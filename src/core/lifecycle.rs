//! Container lifecycle callbacks.
//!
//! A service is `STOPPED` when it has no instance record and `RUNNING` when it
//! has one. The record file is the only source of truth: the runtime is never
//! queried. Every event first stops whatever the record points at; start
//! events then launch a fresh container and record its id.

use crate::adapters::container::ContainerRuntime;
use crate::core::manager::{ServiceCallback, ServiceDefinition, ServiceManager};
use crate::domain::model::{ArgumentKind, ServiceEvent};
use crate::domain::ports::HookEnvironment;
use crate::utils::error::{ReconcileError, Result};
use std::fs;
use std::io::ErrorKind;
use std::path::{Path, PathBuf};

pub const INSTANCE_RECORD_PREFIX: &str = "CONTAINER_ID";

/// On-disk marker tying a service to its running container.
#[derive(Debug, Clone, PartialEq, Eq)]
pub struct InstanceRecord {
    path: PathBuf,
}

impl InstanceRecord {
    pub fn new(path: impl Into<PathBuf>) -> Self {
        Self { path: path.into() }
    }

    pub fn for_service(dir: &Path, service_name: &str) -> Self {
        let safe_name: String = service_name
            .chars()
            .map(|c| {
                if c.is_ascii_alphanumeric() || matches!(c, '-' | '_' | '.') {
                    c
                } else {
                    '_'
                }
            })
            .collect();
        Self::new(dir.join(format!("{}.{}", INSTANCE_RECORD_PREFIX, safe_name)))
    }

    pub fn path(&self) -> &Path {
        &self.path
    }

    pub fn exists(&self) -> bool {
        self.path.exists()
    }

    /// The recorded instance id; an empty record reads as `None`.
    pub fn read(&self) -> Result<Option<String>> {
        match fs::read_to_string(&self.path) {
            Ok(content) => {
                let id = content.trim();
                Ok((!id.is_empty()).then(|| id.to_string()))
            }
            Err(e) if e.kind() == ErrorKind::NotFound => Ok(None),
            Err(e) => Err(e.into()),
        }
    }

    pub fn write(&self, instance_id: &str) -> Result<()> {
        if let Some(parent) = self.path.parent() {
            fs::create_dir_all(parent)?;
        }
        fs::write(&self.path, instance_id)?;
        Ok(())
    }

    pub fn remove(&self) -> Result<()> {
        match fs::remove_file(&self.path) {
            Ok(()) => Ok(()),
            Err(e) if e.kind() == ErrorKind::NotFound => Ok(()),
            Err(e) => Err(e.into()),
        }
    }
}

/// Volumes, then ports, then the image, then container arguments. The runtime
/// CLI is positional, so this order is fixed.
pub fn compose_run_args(
    service: &ServiceDefinition<'_>,
    env: &dyn HookEnvironment,
) -> Result<Vec<String>> {
    let mut args = service.arguments(ArgumentKind::Volume, env)?;
    args.extend(service.arguments(ArgumentKind::Port, env)?);
    args.push(service.name().to_string());
    args.extend(service.arguments(ArgumentKind::Container, env)?);
    Ok(args)
}

/// Runs the service's image (the service name) as a container.
pub struct ContainerCallback<'r> {
    runtime: ContainerRuntime<'r>,
}

impl<'r> ContainerCallback<'r> {
    pub fn new(runtime: ContainerRuntime<'r>) -> Self {
        Self { runtime }
    }

    pub fn instance_record(&self, env: &dyn HookEnvironment, service_name: &str) -> InstanceRecord {
        InstanceRecord::for_service(env.execution().charm_dir(), service_name)
    }

    fn stop_tracked(&self, record: &InstanceRecord, service_name: &str) -> Result<()> {
        if let Some(instance_id) = record.read()? {
            tracing::info!("Stopping container {} for {}", instance_id, service_name);
            self.runtime.stop(&instance_id)?;
            if !self.runtime.remove(&instance_id) {
                tracing::warn!("Container {} could not be removed", instance_id);
            }
        }
        record.remove()
    }

    fn launch(
        &self,
        record: &InstanceRecord,
        service: &ServiceDefinition<'_>,
        env: &dyn HookEnvironment,
    ) -> Result<String> {
        let args = compose_run_args(service, env)?;
        let printed_id = self.runtime.run(record.path(), &args)?;

        // The runtime normally writes the record itself via --cidfile.
        if let Some(recorded) = record.read()? {
            return Ok(recorded);
        }
        if printed_id.is_empty() {
            return Err(ReconcileError::RuntimeError {
                message: format!(
                    "{} run reported no container id for {}",
                    self.runtime.binary(),
                    service.name()
                ),
            });
        }
        record.write(&printed_id)?;
        Ok(printed_id)
    }
}

impl ServiceCallback for ContainerCallback<'_> {
    fn call(&self, manager: &ServiceManager<'_>, service_name: &str, event: ServiceEvent) -> Result<()> {
        let env = manager.environment();
        let service = manager
            .get_service(service_name)
            .ok_or_else(|| ReconcileError::ConfigError {
                message: format!("unknown service '{}'", service_name),
            })?;
        let record = self.instance_record(env, service_name);

        self.stop_tracked(&record, service_name)?;

        if event == ServiceEvent::Start {
            let instance_id = self.launch(&record, service, env)?;
            tracing::info!("Started container {} for {}", instance_id, service_name);
        }
        Ok(())
    }
}

/// Opens the service's ports on start and closes them on stop.
#[derive(Debug, Clone, Copy, Default)]
pub struct PortCallback;

impl ServiceCallback for PortCallback {
    fn call(&self, manager: &ServiceManager<'_>, service_name: &str, event: ServiceEvent) -> Result<()> {
        let env = manager.environment();
        let Some(service) = manager.get_service(service_name) else {
            return Ok(());
        };
        for port in service.ports() {
            match event {
                ServiceEvent::Start => env.open_port(*port, "TCP")?,
                ServiceEvent::Stop => env.close_port(*port, "TCP")?,
            }
        }
        Ok(())
    }
}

> **What you should do**:
Quote exactly the stretch of lines above that starts at the first one and ends at the line with "pub fn write(&self, instance_id: &str)", and nothing beyond it.

> **Expected answer**:
filename src/core/lifecycle.rs
//! Container lifecycle callbacks.
//!
//! A service is `STOPPED` when it has no instance record and `RUNNING` when it
//! has one. The record file is the only source of truth: the runtime is never
//! queried. Every event first stops whatever the record points at; start
//! events then launch a fresh container and record its id.

use crate::adapters::container::ContainerRuntime;
use crate::core::manager::{ServiceCallback, ServiceDefinition, ServiceManager};
use crate::domain::model::{ArgumentKind, ServiceEvent};
use crate::domain::ports::HookEnvironment;
use crate::utils::error::{ReconcileError, Result};
use std::fs;
use std::io::ErrorKind;
use std::path::{Path, PathBuf};

pub const INSTANCE_RECORD_PREFIX: &str = "CONTAINER_ID";

/// On-disk marker tying a service to its running container.
#[derive(Debug, Clone, PartialEq, Eq)]
pub struct InstanceRecord {
    path: PathBuf,
}

impl InstanceRecord {
    pub fn new(path: impl Into<PathBuf>) -> Self {
        Self { path: path.into() }
    }

    pub fn for_service(dir: &Path, service_name: &str) -> Self {
        let safe_name: String = service_name
            .chars()
            .map(|c| {
                if c.is_ascii_alphanumeric() || matches!(c, '-' | '_' | '.') {
                    c
                } else {
                    '_'
                }
            })
            .collect();
        Self::new(dir.join(format!("{}.{}", INSTANCE_RECORD_PREFIX, safe_name)))
    }

    pub fn path(&self) -> &Path {
        &self.path
    }

    pub fn exists(&self) -> bool {
        self.path.exists()
    }

    /// The recorded instance id; an empty record reads as `None`.
    pub fn read(&self) -> Result<Option<String>> {
        match fs::read_to_string(&self.path) {
            Ok(content) => {
                let id = content.trim();
                Ok((!id.is_empty()).then(|| id.to_string()))
            }
            Err(e) if e.kind() == ErrorKind::NotFound => Ok(None),
            Err(e) => Err(e.into()),
        }
    }

    pub fn write(&self, instance_id: &str) -> Result<()> {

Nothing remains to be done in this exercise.